骨髄移植のドナーとなった記憶は、どうしても悲しい思い出につながる。
元気だった21歳の娘さんが、突然、急性リンパ性白血病で発病。骨髄バンクに患者として登録した。それまで骨髄バンクはまったくのひとごとだったが、それがきっかけになって夫婦でドナーとして登録した。その後、娘さんは骨髄液を提供してもらう相手が見つかり、骨髄移植手術を受けたが、拒絶反応のために一ヵ月半後、この世を去った。
それからしばらくして、ある患者とHLAが一致する、という知らせが届いた。「うまくいかなかったとは言え、娘に提供してもらった恩を返したい」。迷いはなかった。骨髄液提供の年齢の上限である五十歳が近づいていたため、「ぎりぎり最後のチャンスで提供できた」との思いもあった。

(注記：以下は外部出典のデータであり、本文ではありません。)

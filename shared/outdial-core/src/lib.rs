//! Outdial Core - Shared domain types for the outbound dialing platform
//!
//! This crate provides:
//! - The contact/campaign state enumerations and outcome mapping
//! - E.164 phone number normalization
//! - Error handling utilities shared across services

pub mod domain;
pub mod error;
pub mod phone;

pub use domain::{CallOutcome, CampaignStatus, ContactStatus};
pub use error::{OutdialError, Result};
pub use phone::format_phone;
//! Router configuration for the Campaign Dialer API

use axum::{
    routing::{get, post},
    Router,
};

use crate::handlers;
use crate::AppState;

/// Create the main router with all routes
pub fn create_router(state: AppState) -> Router {
    Router::new()
        // Health
        .route("/health", get(handlers::health))
        .route("/ready", get(handlers::ready))
        // Call dispatch
        .route("/calls", post(handlers::create_calls))
        // Provider webhooks
        .route("/webhooks/calls", post(handlers::call_webhook))
        .route("/webhooks/calls", get(handlers::call_webhook_verify))
        .with_state(state)
}
//! Outdial Telemetry
//!
//! Structured logging setup shared by the dialing services.

mod config;
mod tracing_setup;

pub use config::TelemetryConfig;
pub use tracing_setup::init_tracing;

/// Initialize telemetry for a service from environment configuration.
pub fn init(service_name: &str) -> Result<(), TelemetryError> {
    let config = TelemetryConfig::from_env();
    init_tracing(service_name, &config)
}

#[derive(Debug, thiserror::Error)]
pub enum TelemetryError {
    #[error("Tracing initialization failed: {0}")]
    TracingInit(String),
}
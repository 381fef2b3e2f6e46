//! Campaign Dialer Microservice
//!
//! Outbound AI-voice calling over the Vapi API:
//! - Batch call dispatch with staggered pacing
//! - Campaign queue processor with calling windows and retry ceilings
//! - Call-lifecycle webhooks (end-of-call reports, status updates)
//! - Guarded contact state machine backed by PostgreSQL
//! - Best-effort email alerting for long calls and gateway errors

mod call_logs;
mod campaigns;
mod config;
mod contacts;
mod dispatcher;
mod error;
mod handlers;
#[cfg(test)]
mod lifecycle_tests;
mod notify;
mod queue;
mod routes;
mod store;
#[cfg(test)]
mod testing;
mod vapi;
mod webhook;

use std::sync::Arc;
use std::time::Duration;

use tokio::net::TcpListener;
use tracing::info;

pub use config::Config;
pub use error::{Error, Result};

use dispatcher::{DispatchDefaults, Dispatcher};
use notify::Notifier;
use queue::QueueProcessor;
use store::{DialerStore, PgStore};
use vapi::{CallGateway, VapiClient};
use webhook::WebhookProcessor;

/// Application state shared across handlers
#[derive(Clone)]
pub struct AppState {
    pub db: outdial_db::DbPool,
    pub store: Arc<dyn DialerStore>,
    pub dispatcher: Arc<Dispatcher>,
    pub webhook: Arc<WebhookProcessor>,
}

#[tokio::main]
async fn main() -> anyhow::Result<()> {
    outdial_telemetry::init("campaign-dialer")?;

    info!("Starting Campaign Dialer microservice");

    let config = Config::from_env()?;
    let bind_addr = config.bind_address()?;

    let db = outdial_db::DbPool::new(outdial_db::PoolConfig::from_env()).await?;
    let store: Arc<dyn DialerStore> = Arc::new(PgStore::new(db.clone()));

    let gateway: Arc<dyn CallGateway> = Arc::new(VapiClient::new(
        config.vapi_base_url.clone(),
        config.vapi_api_key.clone(),
        Duration::from_secs(config.http_timeout_secs),
    )?);

    let notifier = Arc::new(Notifier::from_config(config.smtp.as_ref()));

    let dispatcher = Arc::new(Dispatcher::new(
        Arc::clone(&store),
        Arc::clone(&gateway),
        Arc::clone(&notifier),
        DispatchDefaults {
            assistant_id: config.default_assistant_id.clone(),
            phone_number_id: config.default_phone_number_id.clone(),
            stagger: Duration::from_secs(config.call_stagger_secs),
        },
    ));

    let webhook = Arc::new(WebhookProcessor::new(
        Arc::clone(&store),
        Arc::clone(&notifier),
        config.default_max_attempts,
    ));

    if config.queue_enabled {
        let processor = QueueProcessor::new(
            Arc::clone(&store),
            Arc::clone(&gateway),
            Arc::clone(&notifier),
            Duration::from_secs(config.queue_poll_secs),
        );
        tokio::spawn(processor.run());
    } else {
        info!("Queue processor disabled");
    }

    let state = AppState {
        db,
        store,
        dispatcher,
        webhook,
    };

    let app = routes::create_router(state);

    let listener = TcpListener::bind(&bind_addr).await?;
    info!("Campaign Dialer listening on {}", bind_addr);

    axum::serve(listener, app).await?;

    Ok(())
}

市役所で働く公務員である。幸いにもドナーになった時の特別休暇制度があり、検査などのため広島市にたびたび通うのは不自由がなかったという。そして提供の日。骨髄移植についてよく知っていたため、「全く不安はありませんでした」。ただ、娘さんのこともあるため、相手の様子が今も気にかかる。「何とかその後、元気でいてくれればいいのですが…」。
「骨髄移植というと、骨を切り刻むといったイメージが誤って伝えられている。そうではなくて、手術自体はそれほど大したものではない。成分献血の延長として、できる人はぜひ登録してほしい」と願っている。